_What is being asked:_ How many lines in the data below contain the string "bool"? Answer with the number only.

_Materials provided:_
· · · · ·

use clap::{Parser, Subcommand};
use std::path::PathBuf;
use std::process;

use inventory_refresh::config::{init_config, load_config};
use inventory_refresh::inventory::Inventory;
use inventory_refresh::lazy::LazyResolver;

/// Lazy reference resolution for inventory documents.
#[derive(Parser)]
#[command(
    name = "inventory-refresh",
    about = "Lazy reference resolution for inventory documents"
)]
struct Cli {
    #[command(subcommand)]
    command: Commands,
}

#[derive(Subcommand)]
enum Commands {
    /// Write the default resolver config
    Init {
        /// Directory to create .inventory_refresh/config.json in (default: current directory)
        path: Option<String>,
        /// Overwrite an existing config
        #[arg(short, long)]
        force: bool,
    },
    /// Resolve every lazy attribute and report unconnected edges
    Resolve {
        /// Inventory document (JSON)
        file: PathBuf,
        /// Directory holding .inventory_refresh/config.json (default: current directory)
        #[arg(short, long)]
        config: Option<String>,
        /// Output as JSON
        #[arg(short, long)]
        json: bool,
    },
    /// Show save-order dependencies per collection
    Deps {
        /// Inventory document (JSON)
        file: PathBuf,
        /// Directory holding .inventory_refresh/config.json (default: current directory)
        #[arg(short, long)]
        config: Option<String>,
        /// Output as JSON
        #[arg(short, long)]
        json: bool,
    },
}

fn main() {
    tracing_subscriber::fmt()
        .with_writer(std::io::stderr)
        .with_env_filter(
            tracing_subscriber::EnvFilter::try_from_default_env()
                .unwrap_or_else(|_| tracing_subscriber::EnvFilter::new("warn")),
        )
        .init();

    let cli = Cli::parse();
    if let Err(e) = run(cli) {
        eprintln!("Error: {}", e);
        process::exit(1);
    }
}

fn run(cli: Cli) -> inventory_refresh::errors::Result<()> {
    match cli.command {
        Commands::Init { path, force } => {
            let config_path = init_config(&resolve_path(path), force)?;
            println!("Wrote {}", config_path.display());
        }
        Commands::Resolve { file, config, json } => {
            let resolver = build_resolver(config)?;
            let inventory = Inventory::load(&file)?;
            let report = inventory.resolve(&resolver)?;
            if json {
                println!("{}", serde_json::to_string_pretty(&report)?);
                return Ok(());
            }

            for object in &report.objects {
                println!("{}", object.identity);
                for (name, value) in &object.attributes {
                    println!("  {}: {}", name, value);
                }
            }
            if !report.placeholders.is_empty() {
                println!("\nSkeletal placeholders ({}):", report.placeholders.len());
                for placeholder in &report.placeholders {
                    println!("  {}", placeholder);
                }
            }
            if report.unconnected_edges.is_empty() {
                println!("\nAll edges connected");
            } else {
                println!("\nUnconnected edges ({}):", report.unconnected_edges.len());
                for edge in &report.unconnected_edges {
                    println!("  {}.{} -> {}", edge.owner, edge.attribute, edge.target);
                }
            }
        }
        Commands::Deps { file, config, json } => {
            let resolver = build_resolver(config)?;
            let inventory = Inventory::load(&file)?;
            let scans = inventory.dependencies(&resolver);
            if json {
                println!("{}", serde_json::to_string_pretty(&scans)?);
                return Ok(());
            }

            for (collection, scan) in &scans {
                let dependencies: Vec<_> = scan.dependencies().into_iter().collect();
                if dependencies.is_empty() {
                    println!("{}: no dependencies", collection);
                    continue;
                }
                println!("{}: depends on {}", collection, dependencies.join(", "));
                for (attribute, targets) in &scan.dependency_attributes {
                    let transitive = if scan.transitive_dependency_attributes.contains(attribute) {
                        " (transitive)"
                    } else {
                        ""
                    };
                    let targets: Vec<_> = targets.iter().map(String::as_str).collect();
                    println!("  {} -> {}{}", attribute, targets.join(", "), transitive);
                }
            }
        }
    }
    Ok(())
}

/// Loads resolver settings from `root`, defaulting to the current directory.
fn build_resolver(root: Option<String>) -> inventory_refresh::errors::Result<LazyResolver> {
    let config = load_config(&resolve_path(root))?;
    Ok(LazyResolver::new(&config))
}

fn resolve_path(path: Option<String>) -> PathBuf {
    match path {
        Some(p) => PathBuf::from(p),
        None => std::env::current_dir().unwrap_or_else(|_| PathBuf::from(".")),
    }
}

· · · · ·

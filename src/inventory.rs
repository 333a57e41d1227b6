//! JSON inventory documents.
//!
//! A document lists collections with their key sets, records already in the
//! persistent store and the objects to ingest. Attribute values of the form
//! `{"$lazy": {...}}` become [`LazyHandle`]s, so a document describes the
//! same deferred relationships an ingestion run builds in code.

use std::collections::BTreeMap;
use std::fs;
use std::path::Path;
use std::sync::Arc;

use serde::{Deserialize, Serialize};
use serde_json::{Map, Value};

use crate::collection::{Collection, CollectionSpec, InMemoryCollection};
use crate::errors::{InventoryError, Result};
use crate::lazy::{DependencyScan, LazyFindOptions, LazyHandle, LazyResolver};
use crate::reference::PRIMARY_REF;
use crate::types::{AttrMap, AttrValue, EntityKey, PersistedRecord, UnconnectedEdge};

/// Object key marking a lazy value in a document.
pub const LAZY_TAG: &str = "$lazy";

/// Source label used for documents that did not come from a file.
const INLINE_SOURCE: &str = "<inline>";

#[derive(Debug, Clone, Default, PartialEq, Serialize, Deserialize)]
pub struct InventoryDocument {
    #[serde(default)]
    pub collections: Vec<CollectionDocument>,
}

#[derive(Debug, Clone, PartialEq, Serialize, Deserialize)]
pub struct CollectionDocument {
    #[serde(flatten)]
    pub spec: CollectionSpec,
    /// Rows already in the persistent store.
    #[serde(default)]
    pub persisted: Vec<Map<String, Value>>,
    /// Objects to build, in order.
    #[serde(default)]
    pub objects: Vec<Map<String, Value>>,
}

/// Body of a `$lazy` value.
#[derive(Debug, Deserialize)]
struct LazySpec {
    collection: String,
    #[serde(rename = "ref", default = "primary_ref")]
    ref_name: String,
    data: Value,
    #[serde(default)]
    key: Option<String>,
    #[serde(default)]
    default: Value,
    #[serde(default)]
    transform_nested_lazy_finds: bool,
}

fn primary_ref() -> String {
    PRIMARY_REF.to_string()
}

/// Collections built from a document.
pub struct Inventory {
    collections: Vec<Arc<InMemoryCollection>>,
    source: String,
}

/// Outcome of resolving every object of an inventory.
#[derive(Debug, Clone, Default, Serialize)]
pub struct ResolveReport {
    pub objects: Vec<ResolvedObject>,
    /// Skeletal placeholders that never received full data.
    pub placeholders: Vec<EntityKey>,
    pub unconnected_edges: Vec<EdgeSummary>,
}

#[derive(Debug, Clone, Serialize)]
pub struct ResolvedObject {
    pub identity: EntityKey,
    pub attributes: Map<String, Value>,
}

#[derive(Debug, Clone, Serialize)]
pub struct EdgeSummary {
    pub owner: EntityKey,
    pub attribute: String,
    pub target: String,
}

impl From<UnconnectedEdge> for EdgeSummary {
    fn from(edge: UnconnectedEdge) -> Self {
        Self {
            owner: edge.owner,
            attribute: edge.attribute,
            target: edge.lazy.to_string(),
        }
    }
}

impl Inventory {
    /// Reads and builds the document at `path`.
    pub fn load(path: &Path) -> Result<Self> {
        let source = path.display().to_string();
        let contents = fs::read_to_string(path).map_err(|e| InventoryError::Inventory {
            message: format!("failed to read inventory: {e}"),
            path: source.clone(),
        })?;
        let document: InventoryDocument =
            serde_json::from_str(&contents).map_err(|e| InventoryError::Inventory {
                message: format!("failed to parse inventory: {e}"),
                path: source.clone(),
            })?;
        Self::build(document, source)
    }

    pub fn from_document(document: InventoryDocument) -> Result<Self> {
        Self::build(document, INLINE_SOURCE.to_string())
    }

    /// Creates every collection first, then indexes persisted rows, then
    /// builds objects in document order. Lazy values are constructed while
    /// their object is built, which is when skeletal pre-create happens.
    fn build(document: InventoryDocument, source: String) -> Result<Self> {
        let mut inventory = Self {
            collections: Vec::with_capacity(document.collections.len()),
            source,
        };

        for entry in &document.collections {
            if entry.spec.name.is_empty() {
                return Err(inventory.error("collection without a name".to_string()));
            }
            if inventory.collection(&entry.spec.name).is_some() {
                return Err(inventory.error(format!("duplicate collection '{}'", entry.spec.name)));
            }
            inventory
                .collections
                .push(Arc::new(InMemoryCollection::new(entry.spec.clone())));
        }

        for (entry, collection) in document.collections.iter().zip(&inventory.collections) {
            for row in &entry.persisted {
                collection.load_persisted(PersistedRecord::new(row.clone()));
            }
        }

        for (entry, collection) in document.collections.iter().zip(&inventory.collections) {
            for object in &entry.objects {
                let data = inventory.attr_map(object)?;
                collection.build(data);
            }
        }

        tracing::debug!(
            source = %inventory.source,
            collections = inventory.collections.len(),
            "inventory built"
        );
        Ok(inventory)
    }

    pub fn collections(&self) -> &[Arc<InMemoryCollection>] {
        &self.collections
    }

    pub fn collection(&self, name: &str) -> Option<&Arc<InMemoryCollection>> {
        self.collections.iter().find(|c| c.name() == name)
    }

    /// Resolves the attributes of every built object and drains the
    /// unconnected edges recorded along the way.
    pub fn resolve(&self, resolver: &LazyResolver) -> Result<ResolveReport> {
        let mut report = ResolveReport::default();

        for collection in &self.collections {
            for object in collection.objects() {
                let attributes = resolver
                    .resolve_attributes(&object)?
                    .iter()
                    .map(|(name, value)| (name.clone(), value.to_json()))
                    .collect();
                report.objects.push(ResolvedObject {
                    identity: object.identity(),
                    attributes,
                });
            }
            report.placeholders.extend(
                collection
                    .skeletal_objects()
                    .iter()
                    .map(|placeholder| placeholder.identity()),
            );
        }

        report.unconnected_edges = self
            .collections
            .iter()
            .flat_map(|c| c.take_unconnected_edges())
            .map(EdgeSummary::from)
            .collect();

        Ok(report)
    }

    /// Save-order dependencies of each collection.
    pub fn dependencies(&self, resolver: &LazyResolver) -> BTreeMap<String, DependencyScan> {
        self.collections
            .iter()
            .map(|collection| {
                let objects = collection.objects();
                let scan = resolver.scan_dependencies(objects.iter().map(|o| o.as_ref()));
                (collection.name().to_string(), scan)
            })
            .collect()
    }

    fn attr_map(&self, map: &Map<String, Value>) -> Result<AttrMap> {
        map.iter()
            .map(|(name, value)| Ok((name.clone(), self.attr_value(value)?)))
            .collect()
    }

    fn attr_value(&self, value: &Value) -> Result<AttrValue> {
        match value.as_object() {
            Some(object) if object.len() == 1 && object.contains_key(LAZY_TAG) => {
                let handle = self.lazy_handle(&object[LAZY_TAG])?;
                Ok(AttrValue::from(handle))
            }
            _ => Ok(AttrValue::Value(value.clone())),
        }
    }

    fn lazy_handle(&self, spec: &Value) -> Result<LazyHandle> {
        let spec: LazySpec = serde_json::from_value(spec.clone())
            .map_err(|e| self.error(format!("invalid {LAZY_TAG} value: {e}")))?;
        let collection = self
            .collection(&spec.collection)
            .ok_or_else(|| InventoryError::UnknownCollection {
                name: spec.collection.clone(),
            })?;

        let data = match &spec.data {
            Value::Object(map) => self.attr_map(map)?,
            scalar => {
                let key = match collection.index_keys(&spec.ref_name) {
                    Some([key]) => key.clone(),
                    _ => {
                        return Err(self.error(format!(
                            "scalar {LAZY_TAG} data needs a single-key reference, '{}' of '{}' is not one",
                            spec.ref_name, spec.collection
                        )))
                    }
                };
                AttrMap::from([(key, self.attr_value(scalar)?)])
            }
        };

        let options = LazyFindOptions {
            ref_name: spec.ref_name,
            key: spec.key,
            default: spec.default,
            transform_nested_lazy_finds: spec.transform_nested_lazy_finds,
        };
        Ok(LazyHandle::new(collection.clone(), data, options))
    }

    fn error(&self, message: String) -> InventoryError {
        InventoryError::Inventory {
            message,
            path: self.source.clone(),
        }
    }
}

· · · · ·

_Result of this task:_ 4